At least this is the scenario that follows from a new study finds that young people who have ‘permission’ to drink at home have more opportunities to abuse alcohol out of it and to develop problems related to their abuse.
Its principal author, Haske van der Vorst, Institute of Behavioral Sciences at Radboud University in Nijmegen (Netherlands), clarifies the reasons ELMUNDO.es. “Alcohol is a drug which when used, it stimulates the brain to want more. In addition, youth have less developed brains, at least in part self-control. It is also difficult for a teen not to drink and to control consumption. Secondly, drinking at home gives them the impression that it is something that is good and will do so in other circumstances. “In their study, published in the Journal of Studies on Alcohol and Drugs’, recalls that “in most European countries the use of alcoholic ethylic the young people has become a public health problem because it includes aggression , crime and abuse problems.
Emergencies
In fact, this week, and during the celebration in Barcelona of the V Day Update in Toxicology, was released a study (conducted during 2007 and 200), coordinated by Victoria Trenchs, Hospital San Joan de Deu, which reveals that Most emergency room visits are teenage drug abuse due to alcohol consumption. The work, with patients aged 12 to 18 years, shows that the total of 26,240 made to the urgent care pediatric service of the center of 1% was due to drug abuse. A 76% alteration of consciousness by using ethyl drinks.
For scientists Dutchmen, “prevention is the most important way to decrease the chances that boys and girls to abuse it. Many programs are designed to withstand the pressures children of friends, although in recent years have emerged other trends such as that parents supervise the use, teaching them social and rational use of alcohol at home in order to limit the excesses out of it. However, many of these measures are not enough scientific backing.
The authors sent an e-mail to 5,000 families in 20 municipalities Dutchmen who are participating in the study Family and Health [aimed at reviewing the various processes of socialization of the population as healthy behaviors during adolescence]. Finally, the sample consisted of 428 work, all with both parents and two children aged 13 to 15 years. They are followed for two years.

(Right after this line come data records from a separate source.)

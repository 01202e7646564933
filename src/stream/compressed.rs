//! On-the-fly decompression stream
//!
//! Presents the decompressed bytes of its parent with a seekable interface.
//! The stream start is the one restart point every supported method shares,
//! so backward seeks re-run the decompressor from the origin and forward
//! seeks decode-and-discard incrementally; the format-aware gzip stream
//! keeps a real member index instead. The decompressed size is determined
//! by a single cancellable pass on first query and memoized.

use std::io::SeekFrom;

use tracing::trace;

use crate::cancel::{CancelCounter, CancelToken};
use crate::compression::{self, Decompressor};
use crate::error::{VfsError, VfsResult};
use crate::path_spec::CompressionMethod;
use crate::stream::FileObject;

const COMPRESSED_CHUNK: usize = 64 * 1024;

pub struct CompressedStream {
    parent: Box<dyn FileObject>,
    method: CompressionMethod,
    decompressor: Box<dyn Decompressor>,
    /// Compressed bytes read from the parent but not yet consumed.
    pending: Vec<u8>,
    /// Decoded bytes not yet handed out.
    window: Vec<u8>,
    /// Decoded-stream offset of `window[0]`.
    window_offset: u64,
    offset: u64,
    realign: bool,
    parent_exhausted: bool,
    size: Option<u64>,
    token: CancelToken,
}

impl CompressedStream {
    pub fn new(
        parent: Box<dyn FileObject>,
        method: CompressionMethod,
        token: CancelToken,
    ) -> VfsResult<Self> {
        Ok(Self {
            parent,
            method,
            decompressor: compression::new_decompressor(method)?,
            pending: Vec::new(),
            window: Vec::new(),
            window_offset: 0,
            offset: 0,
            realign: false,
            parent_exhausted: false,
            size: None,
            token,
        })
    }

    /// Trusts a size recorded by an outer format (e.g. an archive's central
    /// directory) instead of scanning for it.
    pub fn with_declared_size(mut self, size: u64) -> Self {
        self.size = Some(size);
        self
    }

    fn reset(&mut self) -> VfsResult<()> {
        self.parent.seek(SeekFrom::Start(0))?;
        self.decompressor = compression::new_decompressor(self.method)?;
        self.pending.clear();
        self.window.clear();
        self.window_offset = 0;
        self.parent_exhausted = false;
        Ok(())
    }

    /// Decoded offset one past the end of the current window.
    fn window_end(&self) -> u64 {
        self.window_offset + self.window.len() as u64
    }

    /// Decompresses one more parent chunk into the window. Returns false
    /// when neither the parent nor the decompressor can produce more.
    fn fill(&mut self) -> VfsResult<bool> {
        loop {
            let mut chunk = vec![0u8; COMPRESSED_CHUNK];
            let count = if self.parent_exhausted {
                0
            } else {
                self.parent.read(&mut chunk)?
            };
            if count == 0 {
                self.parent_exhausted = true;
            } else {
                chunk.truncate(count);
                self.pending.extend_from_slice(&chunk);
            }

            let (decoded, consumed) = self.decompressor.decompress(&self.pending)?;
            self.pending.drain(..consumed);
            if !decoded.is_empty() {
                self.window.extend_from_slice(&decoded);
                return Ok(true);
            }
            if self.parent_exhausted {
                // Every supported method but lzma-alone marks its end in
                // the data; reaching parent EOF without it means the
                // stream is cut short.
                if !self.decompressor.finished() && self.method != CompressionMethod::Lzma {
                    return Err(VfsError::InvalidData(
                        "truncated compressed stream".to_string(),
                    ));
                }
                return Ok(false);
            }
        }
    }

    /// Discards decoded data in front of `target` so the window begins at or
    /// before it, re-running the decompressor from the origin if needed.
    fn align_to(&mut self, target: u64) -> VfsResult<()> {
        if target < self.window_offset {
            trace!(target, "Realigning compressed stream from origin");
            self.reset()?;
        }
        let mut counter = CancelCounter::new(self.token.clone());
        while self.window_end() <= target {
            counter.tick()?;
            // Nothing before the target is needed again; drop it.
            self.window_offset = self.window_end();
            self.window.clear();
            if !self.fill()? {
                break;
            }
        }
        // Trim the consumed prefix inside the window.
        if target > self.window_offset {
            let cut = ((target - self.window_offset) as usize).min(self.window.len());
            self.window.drain(..cut);
            self.window_offset += cut as u64;
        }
        Ok(())
    }

    fn scan_size(&mut self) -> VfsResult<u64> {
        let mut counter = CancelCounter::new(self.token.clone());
        self.reset()?;
        let mut total = 0u64;
        loop {
            counter.tick()?;
            self.window_offset += self.window.len() as u64;
            self.window.clear();
            if !self.fill()? {
                break;
            }
            total = self.window_end();
        }
        self.realign = true;
        Ok(total)
    }
}

impl FileObject for CompressedStream {
    fn read(&mut self, buf: &mut [u8]) -> VfsResult<usize> {
        if let Some(size) = self.size {
            if self.offset >= size {
                return Ok(0);
            }
        }
        if self.realign {
            self.align_to(self.offset)?;
            self.realign = false;
        }

        let mut filled = 0;
        while filled < buf.len() {
            if self.window.is_empty() {
                if !self.fill()? {
                    break;
                }
            }
            let take = self.window.len().min(buf.len() - filled);
            buf[filled..filled + take].copy_from_slice(&self.window[..take]);
            self.window.drain(..take);
            self.window_offset += take as u64;
            self.offset += take as u64;
            filled += take;
        }
        Ok(filled)
    }

    fn seek(&mut self, pos: SeekFrom) -> VfsResult<u64> {
        let target = match pos {
            SeekFrom::Start(offset) => offset as i128,
            SeekFrom::Current(delta) => self.offset as i128 + delta as i128,
            SeekFrom::End(delta) => self.size()? as i128 + delta as i128,
        };
        if target < 0 {
            return Err(VfsError::InvalidData(format!(
                "seek to negative offset: {}",
                target
            )));
        }
        let target = target as u64;
        if target != self.offset {
            self.offset = target;
            self.realign = true;
        }
        Ok(self.offset)
    }

    fn offset(&self) -> u64 {
        self.offset
    }

    fn size(&mut self) -> VfsResult<u64> {
        if self.size.is_none() {
            let size = self.scan_size()?;
            trace!(size, method = self.method.as_str(), "Determined decompressed size");
            self.size = Some(size);
        }
        Ok(self.size.expect("memoized above"))
    }
}
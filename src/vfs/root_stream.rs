//! Single-entry file system for stream-only layers
//!
//! Transform and storage-media layers (range windows, compressed, encoded
//! and encrypted streams, disk images, database blobs) have no hierarchy:
//! their whole content is one byte stream. This file system presents that
//! stream as a lone root file entry so chains ending in such a layer can
//! still be traversed through the entry model.

use std::sync::Arc;

use crate::error::{VfsError, VfsResult};
use crate::path_spec::{PathSpec, TypeIndicator};
use crate::stream::FileObject;
use crate::vfs::{
    DataStream, EntryIterator, EntryType, FileEntry, FileSystem, Stat, StreamOpener,
};

struct Inner {
    spec: PathSpec,
    opener: StreamOpener,
    size: u64,
}

pub struct RootStreamFileSystem {
    inner: Arc<Inner>,
}

impl RootStreamFileSystem {
    /// Wraps the stream layer addressed by `spec`; the opener re-opens that
    /// stream for each data access.
    pub fn open(opener: StreamOpener, spec: PathSpec) -> VfsResult<Self> {
        let mut probe = opener()?;
        let size = probe.size()?;
        Ok(Self {
            inner: Arc::new(Inner { spec, opener, size }),
        })
    }
}

struct RootStreamEntry {
    inner: Arc<Inner>,
}

impl FileEntry for RootStreamEntry {
    fn name(&self) -> String {
        String::new()
    }

    fn path_spec(&self) -> PathSpec {
        self.inner.spec.clone()
    }

    fn entry_type(&self) -> EntryType {
        EntryType::File
    }

    fn parent(&self) -> VfsResult<Option<Box<dyn FileEntry>>> {
        Ok(None)
    }

    fn sub_entries(&self) -> VfsResult<EntryIterator<'_>> {
        Ok(Box::new(std::iter::empty()))
    }

    fn data_streams(&self) -> VfsResult<Vec<DataStream>> {
        Ok(vec![DataStream::default_stream()])
    }

    fn stat(&self) -> VfsResult<Stat> {
        Ok(Stat {
            entry_type: Some(EntryType::File),
            size: Some(self.inner.size),
            ..Stat::default()
        })
    }

    fn file_object(&self, data_stream: Option<&str>) -> VfsResult<Box<dyn FileObject>> {
        if let Some(name) = data_stream {
            if !name.is_empty() {
                return Err(VfsError::NotFound(format!(
                    "stream layers have no data stream named {}",
                    name
                )));
            }
        }
        (self.inner.opener)()
    }
}

impl FileSystem for RootStreamFileSystem {
    fn type_indicator(&self) -> TypeIndicator {
        self.inner.spec.type_indicator()
    }

    fn root_entry(&self) -> VfsResult<Box<dyn FileEntry>> {
        Ok(Box::new(RootStreamEntry {
            inner: Arc::clone(&self.inner),
        }))
    }

    fn entry_by_spec(&self, spec: &PathSpec) -> VfsResult<Box<dyn FileEntry>> {
        // The root entry is the only entry; any location but the root (or
        // an absent one) resolves to it when the chain matches.
        if spec.type_indicator() != self.inner.spec.type_indicator() {
            return Err(VfsError::NotFound(format!(
                "no {} entry in a {} stream layer",
                spec.type_indicator(),
                self.inner.spec.type_indicator()
            )));
        }
        self.root_entry()
    }
}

After measuring through questionnaires ethylic beverage consumption at home and abroad, besides the existence of problems with its consumption [as' do not do homework because of the ingestion], the authors found that 53% had ingested alcohol in the month preceding the study with his father, of whom 73% had done so within the home. 43% had taken ’some drink’ with her mother, most of them at home. On the consumer with friends, 79% of teens surveyed have eaten, half of these cases also, within the family home.
Parental example
And the children follow the parents’ behavior. “The fact that they drink predicts that their offspring will also do inside and outside the home,” the researchers comment.
After computing all the data, the authors found that adolescents who drank more alcohol at home were also the most consumed in bars. And more disturbingly, those who ate larger amounts of ethanol were the only two years later were more likely to develop problems associated with this intake.
“The conclusion is easy to draw. If, first, you drink at home is likely to initially have fewer problems with high alcohol consumption. But our data suggest that household consumption predicts both increased levels of intake within and outside the short term as an increase of the negative consequences associated with their use, “the study concludes.
Recommendations
Haske van der Vorst advises parents who do not want “their children develop patterns of consumption in adolescence will stick tight restrictions on it and monitor their daily activities.”
Despite these data, the authors stress the need “to conduct further work to replicate these results and propose to evaluate the effects of moderators (drinking or not do with parents and friends or not) adolescent consumption separately. Remember, above all, that parents are the ones who should be more aware of their role in preventing the onset of consumption. And for children, this advice: “Alcohol is for adults. Do not drink ever, at least until the age of 16 years,” lead author Dr. reflects research.